Because of the size of the harbor, Poplar Point lighthouse wasn’t in service long. In 1882, the lighthouse was darkened and later sold at auction for $3,944.67 in 1894.
Gallery: Take a Peek at Poplar Point Lighthouse view fullscreen
When the lighthouse was first built, the caretaker’s living area was a stone cottage, measuring just 40 by 20 feet. The home was slightly expanded in 1932, again in 1966, and when the current owners took over in 1987, they undertook the task of continuing to expand and renovate the entire property.
Today, the home in North Kingstown, R.I., is more than a stone caretaker’s cottage: It’s a full estate measuring 4,563 square feet with four bedrooms, 4.5 bathrooms, a detached guest house and garage.
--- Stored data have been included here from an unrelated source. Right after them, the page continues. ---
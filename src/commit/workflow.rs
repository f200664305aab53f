//! The commit run: discover, categorize, generate, confirm, then commit
//! source files and test files as two sequential commits.

use std::fmt;

use tracing::debug;

use crate::error::{GitError, WorkflowError};
use crate::git::{ChangeSource, Vcs};
use crate::prompter::Prompter;

use super::categorize::{FileCategories, categorize};
use super::confirm::{ask_confirmation, print_summary};
use super::message::{MessageGenerator, derive_test_message};
use super::plan::CommitPlan;

/// Workflow states. `Done`, `Cancelled` and `Failed` are terminal.
#[derive(Debug, Clone, Copy, PartialEq, Eq)]
pub enum Stage {
    Idle,
    Discovering,
    Categorizing,
    GeneratingMessages,
    Summarizing,
    Confirming,
    CommittingSource,
    CommittingTest,
    Done,
    Cancelled,
    Failed,
}

impl fmt::Display for Stage {
    fn fmt(&self, f: &mut fmt::Formatter<'_>) -> fmt::Result {
        fmt::Debug::fmt(self, f)
    }
}

/// How a run that did not fail ended.
#[derive(Debug, Clone, PartialEq, Eq)]
pub enum RunOutcome {
    /// No changed files were found.
    Clean,
    /// Files were found but neither group had anything to commit.
    NothingToCommit,
    /// The user declined; nothing was staged.
    Cancelled,
    /// Every planned commit was created.
    Committed { source: bool, test: bool },
}

/// Runs the two-commit workflow against a change source, a message
/// generator and a prompter.
pub struct CommitWorkflow<V, G, P> {
    changes: ChangeSource<V>,
    generator: G,
    prompter: P,
    stages: Vec<Stage>,
}

impl<V, G, P> CommitWorkflow<V, G, P>
where
    V: Vcs,
    G: MessageGenerator,
    P: Prompter,
{
    pub fn new(changes: ChangeSource<V>, generator: G, prompter: P) -> Self {
        Self {
            changes,
            generator,
            prompter,
            stages: vec![Stage::Idle],
        }
    }

    /// Every stage entered so far, in order.
    pub fn stages(&self) -> &[Stage] {
        &self.stages
    }

    /// The most recently entered stage.
    pub fn current_stage(&self) -> Stage {
        self.stages.last().copied().unwrap_or(Stage::Idle)
    }

    /// Run the workflow once. Errors leave the workflow in [`Stage::Failed`];
    /// commits created before the error are kept.
    pub async fn run(&mut self) -> Result<RunOutcome, WorkflowError> {
        let result = self.run_stages().await;
        if result.is_err() {
            self.enter(Stage::Failed);
        }
        result
    }

    async fn run_stages(&mut self) -> Result<RunOutcome, WorkflowError> {
        // ── Discover ──
        self.enter(Stage::Discovering);
        println!("Detecting changes...");

        let files = self.changes.discover_changed_files()?;
        if files.is_empty() {
            println!("No changes detected. Working directory is clean.");
            self.enter(Stage::Done);
            return Ok(RunOutcome::Clean);
        }

        // ── Categorize ──
        self.enter(Stage::Categorizing);
        let categories = categorize(&files);
        print_detected_changes(&categories);

        if categories.is_empty() {
            println!("No files to commit.");
            self.enter(Stage::Done);
            return Ok(RunOutcome::NothingToCommit);
        }

        let FileCategories {
            non_test_files,
            test_files,
        } = categories;

        // ── Generate messages ──
        let commit_message = if non_test_files.is_empty() {
            String::new()
        } else {
            self.enter(Stage::GeneratingMessages);
            println!();
            println!("Generating commit message...");

            let diffs = self.changes.compute_diffs(&non_test_files);
            let message = self.generator.generate_source_message(&diffs).await?;
            println!("AI suggested: \"{}\"", message);
            message
        };

        let test_commit_message = if test_files.is_empty() {
            String::new()
        } else {
            derive_test_message(&commit_message)
        };

        let plan = CommitPlan {
            non_test_files,
            test_files,
            commit_message,
            test_commit_message,
        };

        // ── Summarize and confirm ──
        self.enter(Stage::Summarizing);
        print_summary(&plan);

        self.enter(Stage::Confirming);
        if !ask_confirmation(&mut self.prompter) {
            println!("Commit cancelled by user.");
            self.enter(Stage::Cancelled);
            return Ok(RunOutcome::Cancelled);
        }

        // ── Commit ──
        if plan.has_source_commit() {
            self.enter(Stage::CommittingSource);
            self.changes
                .stage_and_commit(&plan.non_test_files, &plan.commit_message)?;
            println!("  [DONE] Committed non-test files: {}", plan.commit_message);
        }

        if plan.has_test_commit() {
            self.enter(Stage::CommittingTest);
            self.changes
                .stage_and_commit(&plan.test_files, &plan.test_commit_message)
                .map_err(|error| partial_commit_error(&plan, error))?;
            println!("  [DONE] Committed test files: {}", plan.test_commit_message);
        }

        self.enter(Stage::Done);
        println!();
        println!("Done! Created {} commit(s) successfully.", plan.commit_count());

        Ok(RunOutcome::Committed {
            source: plan.has_source_commit(),
            test: plan.has_test_commit(),
        })
    }

    fn enter(&mut self, stage: Stage) {
        debug!("Workflow stage: {} -> {}", self.current_stage(), stage);
        self.stages.push(stage);
    }
}

/// A failed test commit is only partial when a source commit was made first.
fn partial_commit_error(plan: &CommitPlan, error: GitError) -> WorkflowError {
    if plan.has_source_commit() {
        WorkflowError::PartialCommit {
            source_message: plan.commit_message.clone(),
            error,
        }
    } else {
        WorkflowError::Git(error)
    }
}

fn print_detected_changes(categories: &FileCategories) {
    println!("Detected changes:");

    if !categories.non_test_files.is_empty() {
        println!("  Non-test files:");
        for file in &categories.non_test_files {
            println!("    - {}", file.path);
        }
    }

    if !categories.test_files.is_empty() {
        println!("  Test files:");
        for file in &categories.test_files {
            println!("    - {}", file.path);
        }
    }
}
Although completely updated, the home still retains much of the original feel, says listing agent Judith Chase.
“It still has tons of the old charm and nautical detail of the old lighthouse,” Chase explained.
Spanning 1.66 acres on a private peninsula, the home juts into the harbor with spectacular views of the bay.
“It’s a beautiful front-row seat to everything that happens,” Chase said.
The home’s location in the picturesque town of Wickford only adds to the property’s appeal.
Chase describes Wickford as a “darling Nantucket-type town,” and the home is within walking distance of many of the town’s charms.
According to Zillow’s mortgage calculator, a monthly payment on the lighthouse would be $23,044, assuming a 20 percent down payment on a 30-year fixed mortgage. [/private]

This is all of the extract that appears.